Run down shopping centre in a working class area of the outer ring of the
city. Quite a large space. Sandwiches at lunchtime and cakes all day. Coffee
is standard expresso on the steam machine. They use the space for community
activities in the evenings. Well patronised on the two times I've been in.

------
alexc05
I had to smirk at this one:

> none of us would ever consider opening a Laundromat or a stationery store

I've actually fantasized numerous times about selling it all and buying a
laundromat or two. The dream was all around the "virtually passive income"
fantasy. The guy who owns the laundromat I use stops in a few times a week,
and counts his money.

That isn't to say it isn't completely free, he's got issues with local
homeless people (one guy lit a fire in one of the driers and turned it on),
he's got ongoing maintenance. But for the most part he isn't around. People
come to his place, drop off money and leave.

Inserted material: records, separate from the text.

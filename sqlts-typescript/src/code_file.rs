//! CodeFile abstraction for structured TypeScript file generation.

use sqlts_codegen::{CodeBuilder, CodeFragment, Renderable};

/// Header line of every generated file.
pub const BANNER: &str = "// Code generated by sqlc. DO NOT EDIT.";

/// A structured representation of a TypeScript file.
///
/// An optional banner comment followed by body elements, each separated
/// by exactly one blank line.
///
/// # Example
///
/// ```
/// use sqlts_typescript::{BANNER, CodeFile, ast::Const};
///
/// let file = CodeFile::new()
///     .banner(BANNER)
///     .add(Const::new("answer", "42"))
///     .render();
/// assert_eq!(file, "// Code generated by sqlc. DO NOT EDIT.\n\nexport const answer = 42;\n");
/// ```
#[derive(Debug, Default)]
pub struct CodeFile {
    banner: Option<String>,
    body: Vec<Vec<CodeFragment>>,
}

impl CodeFile {
    /// Create a new empty CodeFile.
    pub fn new() -> Self {
        Self::default()
    }

    /// Set the leading comment line.
    pub fn banner(mut self, banner: impl Into<String>) -> Self {
        self.banner = Some(banner.into());
        self
    }

    /// Add a body element (any Renderable).
    #[allow(clippy::should_implement_trait)]
    pub fn add<R: Renderable>(mut self, node: R) -> Self {
        self.body.push(node.to_fragments());
        self
    }

    /// Add multiple body elements.
    pub fn add_all<R: Renderable>(mut self, nodes: impl IntoIterator<Item = R>) -> Self {
        for node in nodes {
            self.body.push(node.to_fragments());
        }
        self
    }

    /// Render the file with TypeScript indentation (2 spaces).
    pub fn render(&self) -> String {
        let mut builder = CodeBuilder::typescript();

        if let Some(banner) = &self.banner {
            builder.push_line(banner);
            if !self.body.is_empty() {
                builder.push_blank();
            }
        }

        for (i, fragments) in self.body.iter().enumerate() {
            if i > 0 {
                builder.push_blank();
            }
            for fragment in fragments {
                builder.apply_fragment(fragment);
            }
        }

        builder.build()
    }
}
use std::path::PathBuf;

use clap::Parser;
use eyre::Result;
use sqlts_ir::wire;

use crate::{
    io,
    reports::{PreviewReport, Report, TerminalOutput},
};

/// Extension trait for exiting on generation errors with pretty formatting
pub(crate) trait UnwrapOrExit<T> {
    fn unwrap_or_exit(self) -> T;
}

impl<T> UnwrapOrExit<T> for sqlts_core::Result<T> {
    fn unwrap_or_exit(self) -> T {
        match self {
            Ok(v) => v,
            Err(e) => {
                eprintln!("{:?}", miette::Report::new(*e));
                std::process::exit(1);
            }
        }
    }
}

#[derive(Parser)]
#[command(name = "sqlts")]
#[command(version)]
#[command(about = "Generate TypeScript query clients from sqlc requests")]
pub(crate) struct Cli {
    /// Read the request from a file instead of stdin
    #[arg(short, long)]
    input: Option<PathBuf>,

    /// Write the response to a file instead of stdout
    #[arg(short, long)]
    output: Option<PathBuf>,

    /// The request is JSON instead of protobuf
    #[arg(long)]
    json: bool,

    /// Print the generated files instead of writing a response
    #[arg(long)]
    dry_run: bool,
}

impl Cli {
    pub fn run(&self) -> Result<()> {
        let bytes = io::read_input(self.input.as_deref())?;
        let request = if self.json {
            io::request_from_json(&bytes)?
        } else {
            io::request_from_protobuf(&bytes).unwrap_or_exit()
        };
        tracing::debug!(
            queries = request.queries.len(),
            options = request.plugin_options.len(),
            "decoded request"
        );

        let response = sqlts_typescript::generate(&request).unwrap_or_exit();

        if self.dry_run {
            PreviewReport::new(&response).render(&mut TerminalOutput::new());
            return Ok(());
        }

        io::write_output(self.output.as_deref(), &wire::encode_response(&response))
    }
}

#[cfg(test)]
mod tests {
    use super::*;

    #[test]
    fn test_default_flags() {
        let cli = Cli::try_parse_from(["sqlts"]).unwrap();
        assert!(cli.input.is_none());
        assert!(cli.output.is_none());
        assert!(!cli.json);
        assert!(!cli.dry_run);
    }

    #[test]
    fn test_all_flags() {
        let cli = Cli::try_parse_from([
            "sqlts",
            "--input",
            "req.json",
            "-o",
            "resp.bin",
            "--json",
            "--dry-run",
        ])
        .unwrap();
        assert_eq!(cli.input, Some(PathBuf::from("req.json")));
        assert_eq!(cli.output, Some(PathBuf::from("resp.bin")));
        assert!(cli.json);
        assert!(cli.dry_run);
    }

    #[test]
    fn test_unknown_flag_is_rejected() {
        assert!(Cli::try_parse_from(["sqlts", "--driver", "pg"]).is_err());
    }
}
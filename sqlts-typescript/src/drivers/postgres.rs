//! Driver for Postgres.js (`postgres`).

use sqlts_codegen::TypeRef;
use sqlts_ir::Query;

use super::{
    Driver, QueryFn, ReturnIface, arg_values, many_type, one_type, positional_row,
    postgres_types::lookup_common, query_function, single_row_guard,
};
use crate::{
    Declaration,
    ast::{Import, Param},
};

/// Postgres.js through `sql.unsafe`, reading rows with `.values()`.
#[derive(Debug, Clone, Copy, Default)]
pub struct PostgresDriver;

impl PostgresDriver {
    fn unsafe_call(&self, query: &QueryFn<'_>) -> String {
        format!(
            "sql.unsafe({}, {})",
            query.query_const,
            arg_values(query).build()
        )
    }
}

impl Driver for PostgresDriver {
    fn name(&self) -> &'static str {
        "postgres"
    }

    fn connection(&self) -> Param {
        Param::new("sql", "Sql")
    }

    fn lookup_type(&self, normalized: &str) -> Option<TypeRef> {
        lookup_common(normalized).or_else(|| match normalized {
            "time" | "timetz" | "interval" | "point" | "circle" => Some(TypeRef::string()),
            _ => None,
        })
    }

    fn fallback_type(&self) -> TypeRef {
        TypeRef::string()
    }

    fn report_unknown_type(&self, ty: &str) {
        tracing::warn!(driver = self.name(), ty, "unknown column type, using string");
    }

    fn preamble(&self, _queries: &[&Query]) -> Vec<Declaration> {
        vec![Import::new("postgres").named("Sql").into()]
    }

    fn exec_decl(&self, query: &QueryFn<'_>) -> Declaration {
        query_function(self.connection(), query, TypeRef::Unit)
            .statement(format!("await {};", self.unsafe_call(query)))
            .into()
    }

    fn one_decl(
        &self,
        query: &QueryFn<'_>,
        returns: ReturnIface<'_>,
        columns: &[String],
    ) -> Declaration {
        let f = query_function(self.connection(), query, one_type(returns))
            .statement(format!(
                "const rows = await {}.values();",
                self.unsafe_call(query)
            ))
            .fragment(single_row_guard("rows"));
        let f = match returns {
            ReturnIface::Row(_) => f
                .statement("const row = rows[0];")
                .fragment(positional_row(columns).wrap("return ", ";")),
            ReturnIface::Void => f.statement("return;"),
        };
        f.into()
    }

    fn many_decl(
        &self,
        query: &QueryFn<'_>,
        returns: ReturnIface<'_>,
        columns: &[String],
    ) -> Declaration {
        let rows = format!("(await {}.values())", self.unsafe_call(query));
        let f = query_function(self.connection(), query, many_type(returns));
        let f = match returns {
            ReturnIface::Row(_) => f.fragment(
                positional_row(columns).wrap(format!("return {}.map(row => (", rows), "));"),
            ),
            ReturnIface::Void => f.statement(format!("return {}.map(() => undefined);", rows)),
        };
        f.into()
    }
}
//! TypeScript interface builder.

use sqlts_codegen::{CodeFragment, Renderable};

/// A field in a TypeScript interface.
#[derive(Debug, Clone, PartialEq)]
pub struct InterfaceField {
    pub name: String,
    pub ty: String,
    pub optional: bool,
}

impl InterfaceField {
    pub fn new(name: impl Into<String>, ty: impl Into<String>) -> Self {
        Self {
            name: name.into(),
            ty: ty.into(),
            optional: false,
        }
    }

    pub fn optional(mut self) -> Self {
        self.optional = true;
        self
    }

    fn to_line(&self) -> CodeFragment {
        let optional = if self.optional { "?" } else { "" };
        CodeFragment::Line(format!("{}{}: {};", self.name, optional, self.ty))
    }
}

/// Builder for TypeScript interfaces.
#[derive(Debug, Clone, PartialEq)]
pub struct Interface {
    name: String,
    fields: Vec<InterfaceField>,
    exported: bool,
}

impl Interface {
    pub fn new(name: impl Into<String>) -> Self {
        Self {
            name: name.into(),
            fields: Vec::new(),
            exported: true,
        }
    }

    /// Add a required field.
    pub fn field(mut self, name: impl Into<String>, ty: impl Into<String>) -> Self {
        self.fields.push(InterfaceField::new(name, ty));
        self
    }

    /// Add a field with full configuration.
    pub fn field_with(mut self, field: InterfaceField) -> Self {
        self.fields.push(field);
        self
    }

    /// Make this interface private (not exported).
    pub fn private(mut self) -> Self {
        self.exported = false;
        self
    }

    pub fn name(&self) -> &str {
        &self.name
    }

    pub fn fields(&self) -> &[InterfaceField] {
        &self.fields
    }
}

impl Renderable for Interface {
    fn to_fragments(&self) -> Vec<CodeFragment> {
        let export = if self.exported { "export " } else { "" };

        if self.fields.is_empty() {
            vec![CodeFragment::Line(format!(
                "{}interface {} {{}}",
                export, self.name
            ))]
        } else {
            vec![CodeFragment::block(
                format!("{}interface {} {{", export, self.name),
                self.fields.iter().map(InterfaceField::to_line).collect(),
                "}",
            )]
        }
    }
}
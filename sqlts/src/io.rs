//! Request input and response output for the plugin process.

use std::{
    fs,
    io::{Read, Write},
    path::Path,
};

use eyre::{Context, Result};
use serde::Deserialize;
use sqlts_ir::{GenerateRequest, Query, wire};

/// Read the whole request from `path`, or stdin when absent.
pub fn read_input(path: Option<&Path>) -> Result<Vec<u8>> {
    match path {
        Some(path) => {
            fs::read(path).wrap_err_with(|| format!("Failed to read {}", path.display()))
        }
        None => {
            let mut bytes = Vec::new();
            std::io::stdin()
                .lock()
                .read_to_end(&mut bytes)
                .wrap_err("Failed to read request from stdin")?;
            Ok(bytes)
        }
    }
}

/// Write the response to `path`, or stdout when absent.
pub fn write_output(path: Option<&Path>, bytes: &[u8]) -> Result<()> {
    match path {
        Some(path) => {
            fs::write(path, bytes).wrap_err_with(|| format!("Failed to write {}", path.display()))
        }
        None => {
            let mut stdout = std::io::stdout().lock();
            stdout
                .write_all(bytes)
                .and_then(|_| stdout.flush())
                .wrap_err("Failed to write response to stdout")
        }
    }
}

/// Decode an sqlc protobuf request.
pub fn request_from_protobuf(bytes: &[u8]) -> sqlts_core::Result<GenerateRequest> {
    Ok(wire::decode_request(bytes)?)
}

/// JSON form of a request, with the plugin options embedded as a value.
#[derive(Debug, Default, Deserialize)]
#[serde(rename_all = "camelCase", default)]
struct JsonRequest {
    queries: Vec<Query>,
    plugin_options: Option<serde_json::Value>,
}

impl From<JsonRequest> for GenerateRequest {
    fn from(request: JsonRequest) -> Self {
        let options = match request.plugin_options {
            None | Some(serde_json::Value::Null) => Vec::new(),
            // Already-serialized options, as sqlc would pass them
            Some(serde_json::Value::String(raw)) => raw.into_bytes(),
            Some(value) => value.to_string().into_bytes(),
        };
        GenerateRequest::new(request.queries, options)
    }
}

/// Decode a JSON request.
pub fn request_from_json(bytes: &[u8]) -> Result<GenerateRequest> {
    let request: JsonRequest =
        serde_json::from_slice(bytes).wrap_err("Failed to parse JSON request")?;
    Ok(request.into())
}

I could imagine having a job where you spend a couple hours a day or maybe a
day or two a week, then spend the rest of your time pursuing hobbies and
hanging out with family and friends. Or volunteering & playing with fancy
technology.

------
hourislate
It's a tough business. Even Starbucks couldn't make it just selling coffee.
They had to start selling sugar drinks and bad food.

I could tell you stories but the article covers it well. A cafe/restaurant
will destroy the most savvy of business people. I don't care how successful
you were at what you did. The food business is a different level of insanity.

If you are going to open up a coffee shop, you better own the building, roast
your own beans, and have a location where 1000's of people walk by everyday to
work or public transportation. Even at that your chance at success is
marginal.

It all looks romantic until you're in the hole 150k with no end in sight.

Great Article.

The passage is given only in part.